* Provided records

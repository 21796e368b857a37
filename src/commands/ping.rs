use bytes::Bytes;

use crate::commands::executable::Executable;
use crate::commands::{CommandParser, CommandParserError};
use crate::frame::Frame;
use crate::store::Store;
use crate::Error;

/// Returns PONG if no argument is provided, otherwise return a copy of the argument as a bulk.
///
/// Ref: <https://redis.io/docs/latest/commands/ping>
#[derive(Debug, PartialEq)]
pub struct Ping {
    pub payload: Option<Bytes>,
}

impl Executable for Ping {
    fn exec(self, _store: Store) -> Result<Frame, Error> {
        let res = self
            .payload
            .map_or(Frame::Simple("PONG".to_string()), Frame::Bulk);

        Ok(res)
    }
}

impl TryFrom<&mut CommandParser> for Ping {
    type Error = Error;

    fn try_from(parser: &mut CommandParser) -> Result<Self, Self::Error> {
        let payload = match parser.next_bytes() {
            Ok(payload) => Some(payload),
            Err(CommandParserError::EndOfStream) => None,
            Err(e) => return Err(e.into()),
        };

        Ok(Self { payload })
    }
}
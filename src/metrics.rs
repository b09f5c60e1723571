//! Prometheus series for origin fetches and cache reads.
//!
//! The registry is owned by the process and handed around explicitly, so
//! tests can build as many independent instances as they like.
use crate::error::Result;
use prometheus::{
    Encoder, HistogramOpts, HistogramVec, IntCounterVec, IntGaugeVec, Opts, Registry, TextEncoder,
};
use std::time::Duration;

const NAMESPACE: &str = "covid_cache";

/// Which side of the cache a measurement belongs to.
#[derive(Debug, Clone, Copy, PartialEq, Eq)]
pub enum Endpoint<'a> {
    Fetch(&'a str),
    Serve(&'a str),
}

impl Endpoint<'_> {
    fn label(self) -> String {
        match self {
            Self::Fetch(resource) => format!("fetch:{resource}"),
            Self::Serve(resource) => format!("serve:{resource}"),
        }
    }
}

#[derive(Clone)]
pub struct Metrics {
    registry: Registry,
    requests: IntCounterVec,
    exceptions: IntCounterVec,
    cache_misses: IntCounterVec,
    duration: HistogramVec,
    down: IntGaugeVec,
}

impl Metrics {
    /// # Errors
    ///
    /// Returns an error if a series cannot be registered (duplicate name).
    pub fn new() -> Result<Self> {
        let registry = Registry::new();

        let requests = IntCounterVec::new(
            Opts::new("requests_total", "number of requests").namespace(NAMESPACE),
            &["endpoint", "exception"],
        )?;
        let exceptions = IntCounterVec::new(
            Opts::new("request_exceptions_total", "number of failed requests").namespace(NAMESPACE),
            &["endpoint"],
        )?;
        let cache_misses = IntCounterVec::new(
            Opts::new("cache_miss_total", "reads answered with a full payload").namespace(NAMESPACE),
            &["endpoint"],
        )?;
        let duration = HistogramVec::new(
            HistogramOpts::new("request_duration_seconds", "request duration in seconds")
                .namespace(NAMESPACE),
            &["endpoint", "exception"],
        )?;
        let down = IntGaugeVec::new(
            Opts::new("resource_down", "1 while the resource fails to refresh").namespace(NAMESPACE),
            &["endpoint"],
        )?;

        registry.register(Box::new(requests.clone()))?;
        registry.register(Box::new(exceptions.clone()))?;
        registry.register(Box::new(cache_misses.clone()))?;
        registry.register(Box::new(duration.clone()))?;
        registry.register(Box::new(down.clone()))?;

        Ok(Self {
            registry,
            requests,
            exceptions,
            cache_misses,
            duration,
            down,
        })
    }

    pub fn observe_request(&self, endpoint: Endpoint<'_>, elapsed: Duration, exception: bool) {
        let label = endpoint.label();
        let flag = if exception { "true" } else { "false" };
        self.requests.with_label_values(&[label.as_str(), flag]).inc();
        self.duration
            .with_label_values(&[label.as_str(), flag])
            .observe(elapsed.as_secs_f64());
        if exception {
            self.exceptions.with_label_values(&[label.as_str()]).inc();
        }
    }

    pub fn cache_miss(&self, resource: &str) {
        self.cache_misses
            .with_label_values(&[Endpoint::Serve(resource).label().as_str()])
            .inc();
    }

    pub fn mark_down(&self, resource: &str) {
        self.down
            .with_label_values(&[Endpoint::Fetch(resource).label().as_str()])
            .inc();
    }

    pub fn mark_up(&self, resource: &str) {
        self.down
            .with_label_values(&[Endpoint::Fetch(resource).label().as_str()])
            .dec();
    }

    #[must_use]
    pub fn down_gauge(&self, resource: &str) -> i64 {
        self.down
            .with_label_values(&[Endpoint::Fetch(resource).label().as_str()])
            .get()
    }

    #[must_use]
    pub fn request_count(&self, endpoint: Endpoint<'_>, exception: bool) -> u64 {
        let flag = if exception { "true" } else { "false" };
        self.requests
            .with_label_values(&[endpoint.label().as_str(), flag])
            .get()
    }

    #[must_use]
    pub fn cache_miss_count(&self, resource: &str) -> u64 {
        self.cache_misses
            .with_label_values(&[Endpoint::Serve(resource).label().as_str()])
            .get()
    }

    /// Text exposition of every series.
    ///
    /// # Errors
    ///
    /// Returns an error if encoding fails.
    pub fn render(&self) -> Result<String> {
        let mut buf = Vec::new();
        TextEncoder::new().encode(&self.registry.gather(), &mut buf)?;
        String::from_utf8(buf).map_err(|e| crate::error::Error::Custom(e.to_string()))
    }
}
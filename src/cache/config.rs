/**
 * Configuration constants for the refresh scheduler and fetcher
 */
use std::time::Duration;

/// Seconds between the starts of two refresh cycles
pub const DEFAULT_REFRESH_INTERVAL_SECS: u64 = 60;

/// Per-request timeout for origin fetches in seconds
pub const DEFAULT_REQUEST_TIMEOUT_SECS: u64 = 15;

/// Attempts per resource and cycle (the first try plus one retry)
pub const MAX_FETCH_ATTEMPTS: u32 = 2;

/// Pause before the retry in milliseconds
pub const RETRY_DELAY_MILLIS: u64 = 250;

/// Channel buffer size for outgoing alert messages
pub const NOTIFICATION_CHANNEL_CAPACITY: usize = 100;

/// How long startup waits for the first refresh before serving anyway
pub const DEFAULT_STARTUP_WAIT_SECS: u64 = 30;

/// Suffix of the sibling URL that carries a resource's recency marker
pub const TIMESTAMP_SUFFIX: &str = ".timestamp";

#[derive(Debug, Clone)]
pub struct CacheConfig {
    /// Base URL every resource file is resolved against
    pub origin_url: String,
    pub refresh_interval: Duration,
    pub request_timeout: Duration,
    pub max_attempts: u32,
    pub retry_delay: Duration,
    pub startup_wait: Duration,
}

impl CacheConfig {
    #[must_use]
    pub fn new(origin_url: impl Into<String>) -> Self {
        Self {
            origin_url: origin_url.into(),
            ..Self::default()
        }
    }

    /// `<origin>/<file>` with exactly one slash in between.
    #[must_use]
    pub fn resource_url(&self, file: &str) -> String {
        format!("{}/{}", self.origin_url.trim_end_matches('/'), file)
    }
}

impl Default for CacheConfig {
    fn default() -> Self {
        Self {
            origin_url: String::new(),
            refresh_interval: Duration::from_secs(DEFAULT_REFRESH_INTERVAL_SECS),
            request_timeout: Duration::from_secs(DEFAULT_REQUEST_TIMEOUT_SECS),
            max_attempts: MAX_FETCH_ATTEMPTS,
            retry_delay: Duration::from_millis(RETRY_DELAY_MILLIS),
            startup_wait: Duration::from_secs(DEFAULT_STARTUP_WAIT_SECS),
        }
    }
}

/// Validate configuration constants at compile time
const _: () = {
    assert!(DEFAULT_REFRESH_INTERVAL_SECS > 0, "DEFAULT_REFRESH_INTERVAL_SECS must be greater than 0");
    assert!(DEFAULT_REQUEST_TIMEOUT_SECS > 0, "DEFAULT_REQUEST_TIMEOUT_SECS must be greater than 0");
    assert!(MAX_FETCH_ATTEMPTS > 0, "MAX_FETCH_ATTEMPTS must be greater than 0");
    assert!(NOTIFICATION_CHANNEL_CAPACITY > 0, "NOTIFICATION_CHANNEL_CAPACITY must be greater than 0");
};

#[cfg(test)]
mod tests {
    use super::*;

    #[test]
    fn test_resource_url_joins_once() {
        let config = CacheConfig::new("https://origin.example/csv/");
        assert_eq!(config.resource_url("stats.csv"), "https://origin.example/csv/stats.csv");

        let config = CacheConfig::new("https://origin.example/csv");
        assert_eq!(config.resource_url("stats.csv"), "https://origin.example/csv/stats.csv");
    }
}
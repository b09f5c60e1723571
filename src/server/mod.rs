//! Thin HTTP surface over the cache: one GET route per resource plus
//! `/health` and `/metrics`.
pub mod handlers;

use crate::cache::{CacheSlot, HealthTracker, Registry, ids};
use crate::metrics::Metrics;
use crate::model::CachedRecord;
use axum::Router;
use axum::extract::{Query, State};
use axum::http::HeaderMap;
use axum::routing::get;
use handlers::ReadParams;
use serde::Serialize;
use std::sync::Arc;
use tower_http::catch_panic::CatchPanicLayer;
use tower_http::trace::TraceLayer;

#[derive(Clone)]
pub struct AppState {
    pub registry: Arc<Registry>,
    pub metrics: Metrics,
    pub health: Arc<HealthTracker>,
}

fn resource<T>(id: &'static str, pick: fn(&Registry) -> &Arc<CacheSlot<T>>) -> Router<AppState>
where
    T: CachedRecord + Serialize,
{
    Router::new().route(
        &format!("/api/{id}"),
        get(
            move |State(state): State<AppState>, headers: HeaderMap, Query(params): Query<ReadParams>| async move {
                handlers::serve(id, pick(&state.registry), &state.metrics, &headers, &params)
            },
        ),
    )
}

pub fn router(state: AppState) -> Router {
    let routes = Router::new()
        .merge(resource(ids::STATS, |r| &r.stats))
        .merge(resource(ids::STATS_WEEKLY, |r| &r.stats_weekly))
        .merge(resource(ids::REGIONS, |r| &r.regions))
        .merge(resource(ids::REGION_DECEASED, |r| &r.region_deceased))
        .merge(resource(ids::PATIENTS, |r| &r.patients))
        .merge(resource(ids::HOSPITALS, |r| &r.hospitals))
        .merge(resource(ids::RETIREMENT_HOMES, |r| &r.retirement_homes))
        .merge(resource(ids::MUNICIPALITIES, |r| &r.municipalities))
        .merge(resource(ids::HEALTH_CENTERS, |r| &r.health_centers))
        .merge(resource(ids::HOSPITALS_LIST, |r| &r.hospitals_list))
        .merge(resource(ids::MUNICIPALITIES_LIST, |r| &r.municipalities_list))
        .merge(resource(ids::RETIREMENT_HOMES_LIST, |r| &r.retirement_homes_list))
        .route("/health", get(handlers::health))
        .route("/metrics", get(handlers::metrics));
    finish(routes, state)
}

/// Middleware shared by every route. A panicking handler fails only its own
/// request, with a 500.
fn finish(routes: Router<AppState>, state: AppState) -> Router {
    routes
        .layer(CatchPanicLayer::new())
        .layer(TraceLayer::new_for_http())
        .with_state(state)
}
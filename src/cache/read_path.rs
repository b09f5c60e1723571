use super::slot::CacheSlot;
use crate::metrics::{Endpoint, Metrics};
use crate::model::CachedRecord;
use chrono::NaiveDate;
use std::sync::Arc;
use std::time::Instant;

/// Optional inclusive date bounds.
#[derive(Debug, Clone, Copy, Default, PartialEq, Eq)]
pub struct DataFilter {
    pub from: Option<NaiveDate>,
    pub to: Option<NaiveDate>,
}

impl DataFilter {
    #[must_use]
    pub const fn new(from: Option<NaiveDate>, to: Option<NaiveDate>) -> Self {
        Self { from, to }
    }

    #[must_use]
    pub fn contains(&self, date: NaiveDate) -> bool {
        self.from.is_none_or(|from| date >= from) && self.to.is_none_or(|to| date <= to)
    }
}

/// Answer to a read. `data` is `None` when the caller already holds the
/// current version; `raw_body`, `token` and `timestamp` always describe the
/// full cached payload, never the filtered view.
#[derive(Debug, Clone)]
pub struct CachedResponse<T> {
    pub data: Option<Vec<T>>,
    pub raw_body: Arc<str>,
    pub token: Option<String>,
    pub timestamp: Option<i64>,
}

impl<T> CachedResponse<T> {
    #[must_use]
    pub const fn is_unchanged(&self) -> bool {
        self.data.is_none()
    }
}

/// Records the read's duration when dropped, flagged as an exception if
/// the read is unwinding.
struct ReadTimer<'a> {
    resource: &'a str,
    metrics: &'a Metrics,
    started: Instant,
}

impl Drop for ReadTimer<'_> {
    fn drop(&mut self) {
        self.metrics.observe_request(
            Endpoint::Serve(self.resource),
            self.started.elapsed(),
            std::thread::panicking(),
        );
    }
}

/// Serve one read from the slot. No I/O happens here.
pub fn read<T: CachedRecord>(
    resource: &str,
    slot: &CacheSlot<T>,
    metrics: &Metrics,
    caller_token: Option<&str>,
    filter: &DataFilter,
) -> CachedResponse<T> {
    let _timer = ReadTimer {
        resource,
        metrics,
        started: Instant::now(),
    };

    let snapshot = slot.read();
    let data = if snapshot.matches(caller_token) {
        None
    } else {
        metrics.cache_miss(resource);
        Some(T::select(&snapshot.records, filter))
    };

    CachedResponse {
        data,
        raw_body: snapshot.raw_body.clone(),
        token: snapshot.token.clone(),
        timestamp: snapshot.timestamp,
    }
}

==

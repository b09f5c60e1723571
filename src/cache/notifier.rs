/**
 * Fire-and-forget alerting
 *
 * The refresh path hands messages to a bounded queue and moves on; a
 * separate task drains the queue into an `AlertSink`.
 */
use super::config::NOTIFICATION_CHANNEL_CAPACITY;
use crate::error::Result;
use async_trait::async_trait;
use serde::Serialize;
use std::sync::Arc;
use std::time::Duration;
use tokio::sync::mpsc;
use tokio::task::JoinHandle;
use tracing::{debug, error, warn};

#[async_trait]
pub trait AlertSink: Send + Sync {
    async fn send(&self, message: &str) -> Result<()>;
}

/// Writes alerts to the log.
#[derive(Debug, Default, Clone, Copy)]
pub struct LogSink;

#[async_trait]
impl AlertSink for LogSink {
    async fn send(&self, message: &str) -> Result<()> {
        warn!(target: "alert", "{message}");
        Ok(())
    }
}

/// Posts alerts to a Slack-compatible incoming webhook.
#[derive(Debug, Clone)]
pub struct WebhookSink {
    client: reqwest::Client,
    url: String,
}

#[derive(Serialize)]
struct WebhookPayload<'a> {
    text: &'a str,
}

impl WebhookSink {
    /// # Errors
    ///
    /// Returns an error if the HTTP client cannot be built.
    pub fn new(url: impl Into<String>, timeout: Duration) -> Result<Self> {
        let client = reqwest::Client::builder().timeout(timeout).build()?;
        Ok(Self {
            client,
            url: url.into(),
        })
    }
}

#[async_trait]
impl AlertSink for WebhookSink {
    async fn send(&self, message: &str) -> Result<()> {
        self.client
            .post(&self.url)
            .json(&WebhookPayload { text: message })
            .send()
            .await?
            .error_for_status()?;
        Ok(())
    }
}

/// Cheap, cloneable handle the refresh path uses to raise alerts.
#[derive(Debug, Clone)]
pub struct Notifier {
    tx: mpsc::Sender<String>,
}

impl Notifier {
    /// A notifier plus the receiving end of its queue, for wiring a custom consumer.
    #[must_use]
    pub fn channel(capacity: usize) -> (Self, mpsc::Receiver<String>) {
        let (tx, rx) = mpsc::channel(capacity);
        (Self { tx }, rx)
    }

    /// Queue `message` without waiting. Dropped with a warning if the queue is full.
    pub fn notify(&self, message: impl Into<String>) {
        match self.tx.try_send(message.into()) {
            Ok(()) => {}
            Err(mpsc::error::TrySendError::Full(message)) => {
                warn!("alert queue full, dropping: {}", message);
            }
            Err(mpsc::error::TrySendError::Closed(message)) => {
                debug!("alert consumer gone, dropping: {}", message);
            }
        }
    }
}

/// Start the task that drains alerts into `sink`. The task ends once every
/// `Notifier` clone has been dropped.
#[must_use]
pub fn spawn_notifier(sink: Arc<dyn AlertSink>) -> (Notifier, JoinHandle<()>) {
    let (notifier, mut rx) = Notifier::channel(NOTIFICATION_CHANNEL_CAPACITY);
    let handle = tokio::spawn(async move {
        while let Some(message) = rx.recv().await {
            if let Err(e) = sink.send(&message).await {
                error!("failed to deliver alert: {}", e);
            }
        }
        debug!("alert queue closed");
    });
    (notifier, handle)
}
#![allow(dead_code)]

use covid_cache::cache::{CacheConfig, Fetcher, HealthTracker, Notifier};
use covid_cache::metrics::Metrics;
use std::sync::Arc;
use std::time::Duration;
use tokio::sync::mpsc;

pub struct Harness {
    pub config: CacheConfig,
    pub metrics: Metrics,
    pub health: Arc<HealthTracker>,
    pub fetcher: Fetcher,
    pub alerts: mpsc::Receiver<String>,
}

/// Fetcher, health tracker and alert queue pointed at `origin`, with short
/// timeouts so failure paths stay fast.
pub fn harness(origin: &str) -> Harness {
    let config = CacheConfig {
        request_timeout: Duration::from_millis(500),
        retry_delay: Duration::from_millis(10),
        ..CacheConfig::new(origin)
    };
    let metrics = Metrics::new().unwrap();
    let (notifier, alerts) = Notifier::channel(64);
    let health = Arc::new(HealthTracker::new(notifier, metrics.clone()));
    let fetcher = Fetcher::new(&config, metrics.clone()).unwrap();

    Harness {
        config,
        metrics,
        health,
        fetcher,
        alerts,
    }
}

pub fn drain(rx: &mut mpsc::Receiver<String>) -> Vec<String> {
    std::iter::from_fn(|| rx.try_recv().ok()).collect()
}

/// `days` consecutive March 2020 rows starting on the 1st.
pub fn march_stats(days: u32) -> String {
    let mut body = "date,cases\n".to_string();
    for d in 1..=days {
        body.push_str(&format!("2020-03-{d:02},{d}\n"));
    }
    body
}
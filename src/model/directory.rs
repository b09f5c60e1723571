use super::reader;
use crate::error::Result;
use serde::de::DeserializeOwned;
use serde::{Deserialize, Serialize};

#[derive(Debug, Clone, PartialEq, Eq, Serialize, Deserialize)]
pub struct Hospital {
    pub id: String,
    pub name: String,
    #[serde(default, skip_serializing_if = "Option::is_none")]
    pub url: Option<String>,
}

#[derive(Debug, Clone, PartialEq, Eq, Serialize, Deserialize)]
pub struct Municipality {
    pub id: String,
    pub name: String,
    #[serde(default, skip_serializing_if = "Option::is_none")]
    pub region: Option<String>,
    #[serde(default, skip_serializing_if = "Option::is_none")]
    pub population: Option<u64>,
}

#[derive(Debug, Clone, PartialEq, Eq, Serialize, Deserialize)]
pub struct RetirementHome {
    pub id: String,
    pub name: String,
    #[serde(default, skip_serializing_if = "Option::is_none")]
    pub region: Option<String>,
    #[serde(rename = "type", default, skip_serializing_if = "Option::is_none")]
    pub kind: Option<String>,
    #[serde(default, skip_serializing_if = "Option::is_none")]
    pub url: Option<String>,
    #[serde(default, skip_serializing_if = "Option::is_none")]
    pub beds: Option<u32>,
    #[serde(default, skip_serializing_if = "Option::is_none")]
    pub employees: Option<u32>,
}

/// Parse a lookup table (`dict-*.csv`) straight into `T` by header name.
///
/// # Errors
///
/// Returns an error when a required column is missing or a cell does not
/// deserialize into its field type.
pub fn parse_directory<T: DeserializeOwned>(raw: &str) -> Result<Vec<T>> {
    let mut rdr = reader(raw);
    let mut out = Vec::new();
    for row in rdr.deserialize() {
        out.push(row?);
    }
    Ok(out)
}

* Directions for this task
Reproduce exactly the entries above, limited to the lines from the one with "let (notifier, alerts)" through the one with "pub fn march_stats(days: u32)", both included.

* Expected output
    let (notifier, alerts) = Notifier::channel(64);
    let health = Arc::new(HealthTracker::new(notifier, metrics.clone()));
    let fetcher = Fetcher::new(&config, metrics.clone()).unwrap();

    Harness {
        config,
        metrics,
        health,
        fetcher,
        alerts,
    }
}

pub fn drain(rx: &mut mpsc::Receiver<String>) -> Vec<String> {
    std::iter::from_fn(|| rx.try_recv().ok()).collect()
}

/// `days` consecutive March 2020 rows starting on the 1st.
pub fn march_stats(days: u32) -> String {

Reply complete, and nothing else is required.